Assignment →
Answer with a single number: the count of lines below that hold "Deserialize".

:: Extracted material

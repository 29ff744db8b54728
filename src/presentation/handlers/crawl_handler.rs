// Copyright 2025 Kirky.X
//
// Licensed under the Apache License, Version 2.0 (the "License");
// you may not use this file except in compliance with the License.
// You may obtain a copy of the License at
//
//     http://www.apache.org/licenses/LICENSE-2.0
//
// Unless required by applicable law or agreed to in writing, software
// distributed under the License is distributed on an "AS IS" BASIS,
// WITHOUT WARRANTIES OR CONDITIONS OF ANY KIND, either express or implied.
// See the License for the specific language governing permissions and
// limitations under the License.

use axum::{
    extract::{rejection::JsonRejection, Extension, Path},
    http::StatusCode,
    response::IntoResponse,
    Json,
};
use std::sync::Arc;
use uuid::Uuid;

use crate::{
    application::{
        dto::crawl_request::{CrawlAcceptedDto, CrawlRequestDto},
        use_cases::crawl_use_case::{CrawlUseCase, CrawlUseCaseError},
    },
    presentation::{errors::AppError, middleware::auth_middleware::CallerId},
};

/// 开始爬取，返回 202 和运行ID
pub async fn create_crawl(
    Extension(use_case): Extension<Arc<CrawlUseCase>>,
    Extension(caller): Extension<CallerId>,
    payload: Result<Json<CrawlRequestDto>, JsonRejection>,
) -> Result<impl IntoResponse, AppError> {
    let Json(payload) = payload?;
    let run_id = use_case.start_crawl(&caller.0, payload).await?;
    Ok((StatusCode::ACCEPTED, Json(CrawlAcceptedDto { run_id })))
}

/// 查询运行状态
///
/// 失败的运行同样返回 200，状态为 `failed`
pub async fn get_crawl(
    Extension(use_case): Extension<Arc<CrawlUseCase>>,
    Extension(caller): Extension<CallerId>,
    Path(run_id): Path<String>,
) -> Result<impl IntoResponse, AppError> {
    let run_id = Uuid::parse_str(&run_id).map_err(|_| CrawlUseCaseError::NotFound)?;
    let report = use_case.get_status(&caller.0, run_id).await?;
    Ok(Json(report))
}
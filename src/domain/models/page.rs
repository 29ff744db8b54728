// Copyright (c) 2025 Kirky.X
//
// Licensed under the MIT License
// See LICENSE file in the project root for full license information.

use serde::{Deserialize, Serialize};

/// 单个页面的抓取内容
#[derive(Debug, Clone, PartialEq, Serialize, Deserialize)]
#[serde(rename_all = "camelCase")]
pub struct PageContent {
    /// 页面URL
    pub url: String,
    /// 类Markdown的文本内容
    pub content: String,
    /// 内容字符数（按Unicode标量计）
    pub char_count: usize,
}

impl PageContent {
    pub fn new(url: impl Into<String>, content: impl Into<String>) -> Self {
        let content = content.into();
        Self {
            url: url.into(),
            char_count: content.chars().count(),
            content,
        }
    }

    /// 内容是否为空或只有空白
    pub fn is_blank(&self) -> bool {
        self.content.trim().is_empty()
    }
}

/// 聚合后的内容
///
/// `total_chars` 不会超过聚合时使用的预算，`included_urls` 与
/// `excluded_urls` 不相交且覆盖全部输入页面
#[derive(Debug, Clone, Default, PartialEq, Serialize, Deserialize)]
#[serde(rename_all = "camelCase")]
pub struct AggregatedContent {
    /// 拼接后的文本
    pub text: String,
    /// 被纳入的页面
    pub included_urls: Vec<String>,
    /// 被排除的页面
    pub excluded_urls: Vec<String>,
    /// `text` 的字符数
    pub total_chars: usize,
}

impl AggregatedContent {
    pub fn is_empty(&self) -> bool {
        self.included_urls.is_empty()
    }
}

::::

Task result →
3